4.4.3. Impact of Data Expansion on Network Performance
In deep learning, it is significant to use a larger database to ensure a good performance, but also to avoid overtraining. Academics are prone to using large datasets to improve the performance of networks and to prevent overfitting. This part of the experiment expanded the dataset by adding 10,000 pairs of images from BOWS2 to BOSSBase1.01, for a total of 16,000 pairs of training set images containing 6000 pairs of images from BOSSBase1.01 and 10,000 pairs of images from BOWS2. The remaining images in BOSSBase1.01 were used as the validation set and test set, and the enhanced dataset was noted as the extended BOSS. The network was trained using the above dataset to verify whether the expansion of the dataset could improve the accuracy of detecting steganographic images.
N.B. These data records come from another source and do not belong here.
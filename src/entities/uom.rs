use rust_decimal::Decimal;
use sea_orm::entity::prelude::*;
use serde::{Deserialize, Serialize};
use utoipa::ToSchema;
use uuid::Uuid;

/// Symbols of the units seeded by the migrator, used for lookups.
pub const LITER: &str = "l";
pub const KILOGRAM: &str = "kg";
pub const UNIT: &str = "u";

/// Measurement category of a unit. Conversion is only defined within a
/// category, except for the density-1 volume/weight bridge used for wine.
#[derive(
    Debug, Clone, Copy, PartialEq, Eq, Serialize, Deserialize, EnumIter, DeriveActiveEnum, ToSchema,
)]
#[sea_orm(rs_type = "String", db_type = "String(StringLen::N(20))")]
pub enum UomCategory {
    #[sea_orm(string_value = "volume")]
    Volume,
    #[sea_orm(string_value = "weight")]
    Weight,
    #[sea_orm(string_value = "unit")]
    Unit,
}

/// Unit of measure
#[derive(Clone, Debug, PartialEq, DeriveEntityModel, Serialize, Deserialize, ToSchema)]
#[sea_orm(table_name = "uoms")]
pub struct Model {
    #[sea_orm(primary_key, auto_increment = false)]
    pub id: Uuid,

    pub name: String,

    /// Short symbol ("l", "kg", "u"), unique
    pub symbol: String,

    pub category: UomCategory,

    /// Multiplier to the category base unit (liter, kilogram, unit)
    pub factor: Decimal,

    /// Display and rounding precision in decimal places
    pub digits: i32,

    pub active: bool,
}

#[derive(Copy, Clone, Debug, EnumIter, DeriveRelation)]
pub enum Relation {}

impl ActiveModelBehavior for ActiveModel {}

impl Model {
    /// Converts a value expressed in this unit to another unit of the same
    /// category. Returns None when the categories differ.
    pub fn convert_to(&self, value: Decimal, to: &Model) -> Option<Decimal> {
        if self.category != to.category {
            return None;
        }
        Some(value * self.factor / to.factor)
    }

    /// Rounds a value to this unit's display precision.
    pub fn round(&self, value: Decimal) -> Decimal {
        value.round_dp(self.digits.max(0) as u32)
    }
}

/// Converts a volume into a weight at density 1 (1 liter weighs 1 kilogram).
/// Factors normalize each side to its category base, so the liter value maps
/// numerically onto kilograms before scaling to the target weight unit.
pub fn volume_to_weight(value: Decimal, from: &Model, to: &Model) -> Option<Decimal> {
    if from.category != UomCategory::Volume || to.category != UomCategory::Weight {
        return None;
    }
    Some(value * from.factor / to.factor)
}

#[cfg(test)]
mod tests {
    use super::*;
    use rust_decimal_macros::dec;

    fn uom(symbol: &str, category: UomCategory, factor: Decimal, digits: i32) -> Model {
        Model {
            id: Uuid::new_v4(),
            name: symbol.to_string(),
            symbol: symbol.to_string(),
            category,
            factor,
            digits,
            active: true,
        }
    }

    #[test]
    fn converts_within_category() {
        let liter = uom("l", UomCategory::Volume, dec!(1), 2);
        let milliliter = uom("ml", UomCategory::Volume, dec!(0.001), 0);

        assert_eq!(milliliter.convert_to(dec!(750), &liter), Some(dec!(0.750)));
        assert_eq!(liter.convert_to(dec!(1.5), &milliliter), Some(dec!(1500)));
    }

    #[test]
    fn rejects_cross_category_conversion() {
        let liter = uom("l", UomCategory::Volume, dec!(1), 2);
        let kilogram = uom("kg", UomCategory::Weight, dec!(1), 3);

        assert_eq!(liter.convert_to(dec!(1), &kilogram), None);
    }

    #[test]
    fn volume_maps_to_weight_at_density_one() {
        let liter = uom("l", UomCategory::Volume, dec!(1), 2);
        let milliliter = uom("ml", UomCategory::Volume, dec!(0.001), 0);
        let kilogram = uom("kg", UomCategory::Weight, dec!(1), 3);
        let gram = uom("g", UomCategory::Weight, dec!(0.001), 0);

        assert_eq!(volume_to_weight(dec!(0.75), &liter, &kilogram), Some(dec!(0.75)));
        assert_eq!(volume_to_weight(dec!(750), &milliliter, &kilogram), Some(dec!(0.750)));
        assert_eq!(volume_to_weight(dec!(0.75), &liter, &gram), Some(dec!(750)));
        assert_eq!(volume_to_weight(dec!(1), &kilogram, &kilogram), None);
    }

    #[test]
    fn rounds_to_unit_digits() {
        let kilogram = uom("kg", UomCategory::Weight, dec!(1), 3);
        assert_eq!(kilogram.round(dec!(0.75049)), dec!(0.750));
        assert_eq!(kilogram.round(dec!(1.23456)), dec!(1.235));
    }
}
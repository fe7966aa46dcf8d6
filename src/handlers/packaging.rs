use super::common::PaginationParams;
use crate::entities::product_packaging;
use crate::errors::ServiceError;
use crate::handlers::AppState;
use crate::services::packaging::{CreatePackagingInput, UpdatePackagingInput};
use crate::ApiResponse;
use axum::{
    extract::{Json, Path, Query, State},
    http::StatusCode,
    routing::get,
    Router,
};
use serde::Deserialize;
use uuid::Uuid;

/// Query filters for association listings
#[derive(Debug, Deserialize, utoipa::IntoParams)]
pub struct AssociationListQuery {
    /// Restrict to associations of this source product
    pub product_id: Option<Uuid>,
}

/// Associate a product with a packaging or labeling recipe
///
/// The recipe must list the product among its inputs.
#[utoipa::path(
    post,
    path = "/api/v1/packaging-associations",
    request_body = CreatePackagingInput,
    responses(
        (status = 201, description = "Association created", body = crate::ApiResponse<crate::entities::product_packaging::Model>,
            headers(
                ("X-Request-Id" = String, description = "Unique request identifier"),
            )
        ),
        (status = 400, description = "Recipe does not package or does not list the product", body = crate::errors::ErrorResponse),
        (status = 404, description = "Unknown product or recipe", body = crate::errors::ErrorResponse)
    ),
    tag = "Packaging"
)]
pub async fn create_association(
    State(state): State<AppState>,
    Json(input): Json<CreatePackagingInput>,
) -> Result<(StatusCode, Json<ApiResponse<product_packaging::Model>>), ServiceError> {
    let association = state.services.packaging.create_association(input).await?;
    Ok((StatusCode::CREATED, Json(ApiResponse::success(association))))
}

/// List packaging associations
#[utoipa::path(
    get,
    path = "/api/v1/packaging-associations",
    params(PaginationParams, AssociationListQuery),
    responses(
        (status = 200, description = "List associations", body = crate::ApiResponse<crate::PaginatedResponse<crate::entities::product_packaging::Model>>)
    ),
    tag = "Packaging"
)]
pub async fn list_associations(
    State(state): State<AppState>,
    Query(params): Query<PaginationParams>,
    Query(filter): Query<AssociationListQuery>,
) -> Result<Json<ApiResponse<crate::PaginatedResponse<product_packaging::Model>>>, ServiceError> {
    let (items, total) = state
        .services
        .packaging
        .list_associations(filter.product_id, params.page, params.per_page)
        .await?;

    Ok(Json(ApiResponse::success(crate::PaginatedResponse::new(
        items,
        params.page,
        params.per_page,
        total,
    ))))
}

/// Get a packaging association
#[utoipa::path(
    get,
    path = "/api/v1/packaging-associations/{id}",
    params(
        ("id" = Uuid, Path, description = "Association ID")
    ),
    responses(
        (status = 200, description = "Association details", body = crate::ApiResponse<crate::entities::product_packaging::Model>),
        (status = 404, description = "Not found", body = crate::errors::ErrorResponse)
    ),
    tag = "Packaging"
)]
pub async fn get_association(
    State(state): State<AppState>,
    Path(id): Path<Uuid>,
) -> Result<Json<ApiResponse<product_packaging::Model>>, ServiceError> {
    let association = state.services.packaging.get_association(id).await?;
    Ok(Json(ApiResponse::success(association)))
}

/// Re-point an association at another recipe
///
/// Rejected once a packaged product has been generated from it.
#[utoipa::path(
    put,
    path = "/api/v1/packaging-associations/{id}",
    params(
        ("id" = Uuid, Path, description = "Association ID")
    ),
    request_body = UpdatePackagingInput,
    responses(
        (status = 200, description = "Association updated", body = crate::ApiResponse<crate::entities::product_packaging::Model>),
        (status = 400, description = "Already generated or recipe invalid", body = crate::errors::ErrorResponse),
        (status = 404, description = "Not found", body = crate::errors::ErrorResponse)
    ),
    tag = "Packaging"
)]
pub async fn update_association(
    State(state): State<AppState>,
    Path(id): Path<Uuid>,
    Json(input): Json<UpdatePackagingInput>,
) -> Result<Json<ApiResponse<product_packaging::Model>>, ServiceError> {
    let association = state
        .services
        .packaging
        .update_association(id, input)
        .await?;
    Ok(Json(ApiResponse::success(association)))
}

/// Delete a packaging association
///
/// Rejected once a packaged product has been generated from it.
#[utoipa::path(
    delete,
    path = "/api/v1/packaging-associations/{id}",
    params(
        ("id" = Uuid, Path, description = "Association ID")
    ),
    responses(
        (status = 204, description = "Association deleted"),
        (status = 400, description = "Already generated", body = crate::errors::ErrorResponse),
        (status = 404, description = "Not found", body = crate::errors::ErrorResponse)
    ),
    tag = "Packaging"
)]
pub async fn delete_association(
    State(state): State<AppState>,
    Path(id): Path<Uuid>,
) -> Result<StatusCode, ServiceError> {
    state.services.packaging.delete_association(id).await?;
    Ok(StatusCode::NO_CONTENT)
}

/// Routes nested under /packaging-associations
pub fn routes() -> Router<AppState> {
    Router::new()
        .route("/", get(list_associations).post(create_association))
        .route(
            "/:id",
            get(get_association)
                .put(update_association)
                .delete(delete_association),
        )
}
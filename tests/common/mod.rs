//! Shared harness for integration tests.
//!
//! `TestApp` spins up the full application state against a file-backed SQLite
//! database in a temporary directory, runs the migrations (which also seed the
//! UOM catalog) and mounts the HTTP router, so tests can exercise either the
//! service layer through `state.services` or the API surface through
//! `request`. Each test binary gets its own database file; the pool is capped
//! at one connection because SQLite and this suite share a single writer.

// Each integration test binary compiles this module separately and uses its
// own subset of the helpers.
#![allow(dead_code)]

use axum::{
    body::Body,
    http::{Method, Request},
    response::Response,
    Router,
};
use chrono::{NaiveDate, Utc};
use rust_decimal::Decimal;
use sea_orm::{ColumnTrait, EntityTrait, QueryFilter};
use serde_json::Value;
use std::sync::Arc;
use tempfile::TempDir;
use tokio::sync::mpsc;
use tower::ServiceExt;
use uuid::Uuid;

use vinifera_api::{
    config::AppConfig,
    context::{CHECK_ACCESS_HEADER, USER_ID_HEADER},
    db,
    entities::{
        product_template,
        stock_location::{self, LocationKind},
        stock_move::{self, MoveState},
        uom::{self, Entity as UomEntity},
    },
    events::{self, EventSender},
    handlers::AppServices,
    services::{
        products::{CreateProductInput, CreateProductTemplateInput, ProductDetail},
        stock::{CreateLocationInput, RecordMoveInput},
    },
    AppState,
};

/// Batch size wired into the services, deliberately tiny so that the batched
/// guard probes and quantity sums really run in more than one slice.
pub const TEST_BATCH_SIZE: usize = 2;

pub struct TestApp {
    router: Router,
    pub state: AppState,
    _event_task: tokio::task::JoinHandle<()>,
    _db_dir: TempDir,
}

impl TestApp {
    pub async fn new() -> Self {
        let db_dir = tempfile::tempdir().expect("create temp dir for test database");
        let db_path = db_dir.path().join("vinifera_test.db");
        let db_url = format!("sqlite://{}?mode=rwc", db_path.display());

        let mut cfg = AppConfig::new(db_url, "127.0.0.1".to_string(), 0, "test".to_string());
        cfg.db_max_connections = 1;
        cfg.db_min_connections = 1;

        let pool = db::establish_connection_from_app_config(&cfg)
            .await
            .expect("failed to create test database");
        db::run_migrations(&pool)
            .await
            .expect("failed to run migrations in tests");

        let db_arc = Arc::new(pool);
        let (event_tx, event_rx) = mpsc::channel(64);
        let event_sender = EventSender::new(event_tx);
        let event_task = tokio::spawn(events::process_events(event_rx));

        let services = AppServices::new(db_arc.clone(), event_sender.clone(), TEST_BATCH_SIZE);

        let state = AppState {
            db: db_arc,
            config: cfg,
            event_sender,
            services,
        };

        let router = Router::new()
            .nest("/api/v1", vinifera_api::api_v1_routes())
            // Mirror the request-id middleware the binary applies in main.rs
            // so error payloads carry a request id, as in production.
            .layer(axum::middleware::from_fn(
                vinifera_api::tracing::request_id_middleware,
            ))
            .with_state(state.clone());

        Self {
            router,
            state,
            _event_task: event_task,
            _db_dir: db_dir,
        }
    }

    /// Sends a request without identity headers, i.e. as an internal caller.
    pub async fn request(&self, method: Method, uri: &str, body: Option<Value>) -> Response {
        self.dispatch(method, uri, body, None, None).await
    }

    /// Sends a request on behalf of a user, with access checking on.
    pub async fn request_as(
        &self,
        user_id: Uuid,
        method: Method,
        uri: &str,
        body: Option<Value>,
    ) -> Response {
        self.dispatch(method, uri, body, Some(user_id), None).await
    }

    /// Sends a request on behalf of a user with access checking disabled.
    pub async fn request_unchecked(
        &self,
        user_id: Uuid,
        method: Method,
        uri: &str,
        body: Option<Value>,
    ) -> Response {
        self.dispatch(method, uri, body, Some(user_id), Some(false))
            .await
    }

    async fn dispatch(
        &self,
        method: Method,
        uri: &str,
        body: Option<Value>,
        user_id: Option<Uuid>,
        check_access: Option<bool>,
    ) -> Response {
        let mut builder = Request::builder().method(method).uri(uri);

        if let Some(user_id) = user_id {
            builder = builder.header(USER_ID_HEADER, user_id.to_string());
        }
        if let Some(check) = check_access {
            builder = builder.header(CHECK_ACCESS_HEADER, if check { "true" } else { "false" });
        }

        let body = if let Some(json) = body {
            builder = builder.header("content-type", "application/json");
            Body::from(serde_json::to_vec(&json).expect("failed to serialize json request body"))
        } else {
            Body::empty()
        };

        let request = builder.body(body).expect("failed to build request");
        self.router
            .clone()
            .oneshot(request)
            .await
            .expect("router error during test request")
    }

    /// Looks a unit up in the seeded catalog by symbol ("l", "ml", "kg", ...).
    pub async fn uom(&self, symbol: &str) -> uom::Model {
        UomEntity::find()
            .filter(uom::Column::Symbol.eq(symbol))
            .one(&*self.state.db)
            .await
            .expect("query uom catalog")
            .unwrap_or_else(|| panic!("uom '{}' missing from the seeded catalog", symbol))
    }

    pub async fn create_template(
        &self,
        name: &str,
        uom_symbol: &str,
        bulk: bool,
    ) -> product_template::Model {
        let unit = self.uom(uom_symbol).await;
        self.state
            .services
            .products
            .create_template(CreateProductTemplateInput {
                name: name.to_string(),
                default_uom_id: unit.id,
                bulk: Some(bulk),
                active: None,
            })
            .await
            .expect("create product template")
    }

    /// Creates a bare variant of a template, without measures or composition.
    pub async fn create_product(&self, template_id: Uuid) -> ProductDetail {
        self.create_product_with(CreateProductInput {
            template_id,
            code: None,
            capacity: None,
            capacity_uom_id: None,
            net_weight: None,
            weight: None,
            weight_uom_id: None,
            bulk_product_id: None,
            denomination_of_origin: None,
            ecological: None,
            vintage: None,
            active: None,
            varieties: Vec::new(),
        })
        .await
    }

    pub async fn create_product_with(&self, input: CreateProductInput) -> ProductDetail {
        self.state
            .services
            .products
            .create_product(input)
            .await
            .expect("create product")
    }

    /// Creates a storage zone plus an active warehouse pointing at it and
    /// returns `(storage, warehouse)`. The storage zone is what the bulk
    /// aggregation reads from by default.
    pub async fn storage_and_warehouse(&self, name: &str) -> (stock_location::Model, stock_location::Model) {
        let storage = self
            .create_location(&format!("{} storage", name), LocationKind::Storage, None)
            .await;
        let warehouse = self
            .create_location(name, LocationKind::Warehouse, Some(storage.id))
            .await;
        (storage, warehouse)
    }

    pub async fn create_location(
        &self,
        name: &str,
        kind: LocationKind,
        storage_location_id: Option<Uuid>,
    ) -> stock_location::Model {
        self.state
            .services
            .stock
            .create_location(CreateLocationInput {
                name: name.to_string(),
                code: None,
                kind,
                parent_id: None,
                storage_location_id,
                active: None,
            })
            .await
            .expect("create stock location")
    }

    /// Records a move straight in the `done` state, effective today.
    pub async fn record_done_move(
        &self,
        product_id: Uuid,
        from: Uuid,
        to: Uuid,
        quantity: Decimal,
    ) -> stock_move::Model {
        self.record_move_on(product_id, from, to, quantity, today(), MoveState::Done)
            .await
    }

    pub async fn record_move_on(
        &self,
        product_id: Uuid,
        from: Uuid,
        to: Uuid,
        quantity: Decimal,
        effective_date: NaiveDate,
        state: MoveState,
    ) -> stock_move::Model {
        self.state
            .services
            .stock
            .record_move(RecordMoveInput {
                product_id,
                from_location_id: from,
                to_location_id: to,
                quantity,
                uom_id: None,
                effective_date: Some(effective_date),
                state: Some(state),
            })
            .await
            .expect("record stock move")
    }
}

pub fn today() -> NaiveDate {
    Utc::now().date_naive()
}

/// Reads a response body and parses it as JSON.
pub async fn read_json(response: Response) -> Value {
    let bytes = axum::body::to_bytes(response.into_body(), usize::MAX)
        .await
        .expect("read response body");
    serde_json::from_slice(&bytes).expect("parse response body as json")
}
Table 4 shows the comparisons of Ye-Net, Yedroudj-Net, Zhu-Net, and our method trained on the original BOSSBase1.01 and the extended BOSS, against the steganography algorithm S-UNIWARD at payloads of 0.2 bpp and 0.4 bpp.
From the data in
Table 4, we can observe that the detection performance of the network gradually improves as the training set is incremented. For all of the steganalysis algorithms involved in the experiments, better results were achieved using the extended BOSS compared to training with only BOSSBase1.01. Ye-Net, Yedroudj-Net, Zhu-Net, and our method improved accuracy by up to 4.9%, 3.1%, 4.2%, and 4.3%, respectively. Especially for S-UNIWARD at 0.4 bpp, using the extended dataset for training, our method achieved the best results in all of the experimental replicas, reaching 89.8%. Similarly, when attempting to detect steganography at a lower payload, the network trained with the extended BOSS also achieved the best performance. This prompted us to use larger datasets for training the network; as opposed to using the BOSS training set only, the extended BOSS can significantly improve the detection accuracy. During the experiments, we also found that using a larger training set was effective in mitigating overfitting.
5. Conclusions
Benefiting from the application of CNNs in the field of image steganalysis, traditional manually-defined features are slowly being replaced by features extracted automatically by CNNs. In this paper, we introduced separable convolution and adversarial mechanism into the traditional CNN structure, and proposed a new method for spatial image steganalysis, which can detect steganographic images well. The algorithm shows significant improvement over the current CNN-based methods. We attribute the improved performance of steganographic detection to the following factors: a set of high-pass filters in the preprocessing layer, a separable convolution module, and the introduction of adversarial mechanism. The separable convolution module eliminates image content information from the features and increases the signal-to-noise ratio; the introduced adversarial mechanism forces the feature extractor to extract more content information features, and isolates more useful steganographic embedding features. These mechanisms can extract more steganographic embedding features and improve the accuracy of steganographic detection. We also experimentally demonstrated that the network performance can be further improved by data expansion. Extensive experiments demonstrate that the method proposed in this paper significantly improves the detection accuracy compared with other steganalysis networks.
We hope that our method can provide some inspiration for future research in image steganalysis. Our future work will focus on utilizing the current foundation in conjunction with the backbone of more advanced networks, which will extract more valuable steganographic features for the steganalysis of color images.